"I knew full well that most (Asiatic Swamp)buffalo will lumber away at
the first whiff of human scent, but, as with grizzlies, it's the rest
that demand undivided attention."
-E Donnall Thomas Jr.

    We leave Lake Hotel about 6:45 when it is just beginning to turn light. It's a very peaceful morning. Waves lap gently against the shore as we drive Gull Point and walk to the tip of the small peninsula. Ducks glide across a small pond, while geese fly overhead. Their call echoes in the peaceful morning. We drove up and down the road turning towards Sedge Bay and Mary Bay. Steam rises off the lake.
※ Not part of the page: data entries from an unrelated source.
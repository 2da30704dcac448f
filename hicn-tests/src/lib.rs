//! Test support for the transport integration tests: a fault-injecting
//! connector wrapper for loss and tampering scenarios.

use bytes::Bytes;
use hicn::io::{IoError, IoModule};
use hicn::transport::packet::Packet;
use std::time::Duration;

/// What to do with an inbound frame.
pub enum FaultAction {
    Keep,
    Drop,
    Replace(Bytes),
}

/// Wraps an I/O module and filters its inbound frames.
pub struct FaultConnector {
    inner: Box<dyn IoModule>,
    filter: Box<dyn FnMut(&Bytes) -> FaultAction + Send>,
}

impl FaultConnector {
    pub fn new(
        inner: Box<dyn IoModule>,
        filter: Box<dyn FnMut(&Bytes) -> FaultAction + Send>,
    ) -> Self {
        FaultConnector { inner, filter }
    }

    /// Drop the first inbound content object carrying `suffix`.
    pub fn dropping_content_once(inner: Box<dyn IoModule>, suffix: u32) -> Self {
        let mut dropped = false;
        FaultConnector::new(
            inner,
            Box::new(move |frame| {
                if dropped {
                    return FaultAction::Keep;
                }
                if content_suffix(frame) == Some(suffix) {
                    dropped = true;
                    return FaultAction::Drop;
                }
                FaultAction::Keep
            }),
        )
    }

    /// Flip the last payload byte of every inbound content object
    /// carrying `suffix`.
    pub fn tampering_content(inner: Box<dyn IoModule>, suffix: u32) -> Self {
        FaultConnector::new(
            inner,
            Box::new(move |frame| {
                if content_suffix(frame) != Some(suffix) {
                    return FaultAction::Keep;
                }
                let mut tampered = frame.to_vec();
                if let Some(last) = tampered.last_mut() {
                    *last ^= 0xFF;
                }
                FaultAction::Replace(Bytes::from(tampered))
            }),
        )
    }
}

/// Suffix of the content object in `frame`, if it is one.
pub fn content_suffix(frame: &Bytes) -> Option<u32> {
    match Packet::decode(frame) {
        Ok(Packet::Content(content)) => Some(content.suffix()),
        _ => None,
    }
}

impl IoModule for FaultConnector {
    fn send_frame(&mut self, frame: &[u8]) -> Result<(), IoError> {
        self.inner.send_frame(frame)
    }

    fn recv_frame(&mut self, timeout: Duration) -> Result<Option<Bytes>, IoError> {
        match self.inner.recv_frame(timeout)? {
            Some(frame) => match (self.filter)(&frame) {
                FaultAction::Keep => Ok(Some(frame)),
                FaultAction::Drop => Ok(None),
                FaultAction::Replace(replacement) => Ok(Some(replacement)),
            },
            None => Ok(None),
        }
    }

    fn close(&mut self) {
        self.inner.close();
    }

    fn is_connected(&self) -> bool {
        self.inner.is_connected()
    }
}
We are looking for owls - actually, we're looking for anything.
   We search Virginia Cascades Drive looking for the Canyon Group. After not finding any wildlife, we hike back into Pelican Valley to see the Mollies again. I am wondering if the wolves are still there and if they have been pushed off the carcass completely.
   We find our seats on the ridge and spot the bend in the creek where the wolves and bears were. The carcass has been pulled to the right bank of the creek. One bear is feeding on it while the wolves walk around. Two light gray wolves step into the water, drinking and wading. A second bear comes in from the right. He is huge, but lighter than the dark brown bear who sat on the carcass yesterday. He passes the wolves and makes his way down to the creek bottom. The wolves and bears seem to tolerate each other very well - it's like they know each other. There is no fighting at all. One gray wolf in the creek moves quickly out of the lighter bear's way and jumps up on the bank. The other bear still has its head down and is feeding on the elk.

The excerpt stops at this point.